The victims suffered their first betrayal by the US government when the PLO and PA appealed the jury’s verdict. These terrorism perpetrators disingenuously claimed they could not afford to post a bond as security while their appeal was pending — and the Obama administration’s Department of Justice supported this ridiculous claim. In August 2015, the Justice Department filed a statement of interest, urging the court to consider the harmful impact that a bond would have on the PLO and PA. The trial judge listened, reducing the bond to be paid by terrorist murderers of US citizens.
Then came another blow: In October 2016, the United States Court of Appeals for the Second Circuit vacated the jury verdict and dismissed the victims’ case. Even though the victims proved at trial that the PLO and PA were responsible for executing the terrorist crimes against them, the Second Circuit concluded that it would violate the Fifth Amendment’s Due Process Clause to exercise jurisdiction over the PLO and PA. The court’s reasoning? The plaintiffs had failed to show that the PLO and PA “specifically targeted” US citizens or had the “specific aim” of targeting the United States.
That is a difficult, if not impossible, requirement for any terror victim to satisfy — and it appears nowhere in the ATA itself. Terrorists are rarely available to testify in US lawsuits to describe their targets or aims. The goal of terrorists is to kill as many people as possible, including Americans.

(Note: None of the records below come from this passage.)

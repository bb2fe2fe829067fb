//! Session configuration for hosts and clients.

use crate::protocol::Settings;
use crate::relay::BoardId;
use serde::{Deserialize, Serialize};

#[cfg(not(target_arch = "wasm32"))]
use std::time::Duration;

#[cfg(target_arch = "wasm32")]
use web_time::Duration;

/// How long a direct connection attempt may take before it is abandoned.
pub const DEFAULT_CONNECT_TIMEOUT_MS: u64 = 5500;

/// Direct attempts made before falling back to the relay.
pub const DEFAULT_DIRECT_ATTEMPTS: u32 = 2;

/// Client connect behaviour.
#[derive(Debug, Clone, PartialEq, Serialize, Deserialize)]
#[serde(default)]
pub struct ConnectOptions {
    pub timeout_ms: u64,
    pub direct_attempts: u32,
}

impl ConnectOptions {
    pub fn timeout(&self) -> Duration {
        Duration::from_millis(self.timeout_ms)
    }

    pub fn with_timeout(mut self, timeout: Duration) -> Self {
        self.timeout_ms = timeout.as_millis() as u64;
        self
    }
}

impl Default for ConnectOptions {
    fn default() -> Self {
        Self {
            timeout_ms: DEFAULT_CONNECT_TIMEOUT_MS,
            direct_attempts: DEFAULT_DIRECT_ATTEMPTS,
        }
    }
}

/// Configuration of a hosted board.
#[derive(Debug, Clone, PartialEq, Default, Serialize, Deserialize)]
#[serde(default)]
pub struct HostConfig {
    pub name: Option<String>,
    /// Id the relay allocated for the board.
    pub board_id: BoardId,
    /// Password clients must present. `None` or empty admits everyone.
    pub password: Option<String>,
    pub settings: Settings,
    /// Name of the hosting player.
    pub player_name: String,
}

impl HostConfig {
    pub fn new(board_id: BoardId, player_name: impl Into<String>) -> Self {
        Self {
            board_id,
            player_name: player_name.into(),
            ..Self::default()
        }
    }
}

/// Configuration of a board joined as a client.
#[derive(Debug, Clone, PartialEq, Default, Serialize, Deserialize)]
#[serde(default)]
pub struct ClientConfig {
    pub board_id: BoardId,
    /// Peer id of the host, as returned by the relay's `JoinBoard`.
    pub host_peer_id: String,
    pub password: Option<String>,
    pub player_name: String,
    pub connect: ConnectOptions,
}

impl ClientConfig {
    pub fn new(board_id: BoardId, host_peer_id: impl Into<String>, player_name: impl Into<String>) -> Self {
        Self {
            board_id,
            host_peer_id: host_peer_id.into(),
            player_name: player_name.into(),
            ..Self::default()
        }
    }
}
//! Corkboard Core Library
//!
//! Synchronization engine for shared corkboard sessions: a tree of
//! positioned, nestable items replicated from one authoritative host to its
//! clients over direct peer channels, with the relay server as fallback.

pub mod board;
pub mod codec;
pub mod config;
pub mod connection;
pub mod events;
pub mod items;
pub mod protocol;
pub mod relay;

#[cfg(test)]
pub(crate) mod testing;

pub use board::{
    Board, BoardError, BoardEvent, ClientBoard, HostBoard, KEY_BLOCK, LinkState, Origin, Replicator, Status,
};
pub use config::{ClientConfig, ConnectOptions, HostConfig};
pub use connection::{
    Connection, ConnectionId, ConnectionRegistry, PeerChannel, PeerDialer, TransportError, TransportEvent,
};
pub use events::{Emitter, NamedEvent};
pub use items::{Item, ItemEvent, ItemKey, ItemSnapshot, ItemTree, NewItem, StructuralError, Transform};
pub use protocol::{Message, ProtocolError};
pub use relay::{RelayNotice, RelayRequest, RelayTransport};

In March 2017, the victims petitioned the Supreme Court to review the Second Circuit’s decision. The Supreme Court issued an order inviting the Solicitor General to express the views of the United States regarding the victims’ petition.
Again, the US government, now under President Trump, betrayed the terror victims. It took the Solicitor General eight months to finally file his brief in February 2018. When he did — together with the legal adviser for the State Department and attorneys at the Department of Justice — he failed to stand up for the victims and their right to recover damages under the ATA. Instead, the Solicitor General encouraged the Supreme Court to leave the Second Circuit’s dismissal decision as is.
The Solicitor General and the State Department knew or should have known that they had a legal and moral obligation to file a different brief — one that supported jurisdiction over the PLO and PA under the ATA, and the victims’ right to compensation under the law. As the Solicitor General and the State Department knew or should have known, in 2007, that the PLO and PA unequivocally consented to the jurisdiction of US courts in all cases brought against them under the ATA, and to defend all ATA cases on the merits.
In fact, in documents submitted to a US court, including sworn statements by the PA’s own leadership, the PLO and PA represented that their officials had met with the State Department and concluded that it was in their own best interests, and in the interests of the United States, for them to defend these cases on the merits — to prove to the American people that they did not provide material support for terrorism.
That, of course, was a lie, as the jury in Sokolow resoundingly determined. After losing at trial and facing the prospect of paying millions in damages to the terror victims, the PLO and PA tried a new ploy: reneging on their sworn commitments by challenging the court’s jurisdiction over them. Instead of calling them out for this sleazy maneuver, our government unconscionably filed a brief supporting them.
Congress should be as appalled as we are by the Solicitor General’s actions on the government’s behalf. The House of Representatives unanimously submitted a brief urging the Supreme Court to review the Second Circuit’s decision, as did many members of the Senate on both sides of the aisle. Lawmakers understood that the decision undermined our country’s fight against international terrorism, and nullified the rights and remedies that Congress afforded to American terror victims under the ATA.
We urge Congress to hold hearings about how and why our government would act in ways that support terrorists, not American terror victims. The Solicitor General, the State Department, the Justice Department, and others should have to answer for making terrorists less concerned about facing legal consequences for their hideous actions.
In addition, we urge Congress to withhold funds earmarked for the PA until the victims receive the compensation they are due. There is no question that the PLO and PA orchestrated the horrific terror attacks that killed and injured our citizens. This is now the only way to make them pay for their crimes — and pay they must.
Susan Tuchman is the director of the Zionist Organization of America’s Center for Law and Justice. David Schoen is a member of the Zionist Organization of America’s National Board of Directors who regularly represents American victims of terror, and represented the plaintiffs in the Sokolow case at the pretrial stage of the litigation. Morton Klein is the national president of the Zionist Organization of America.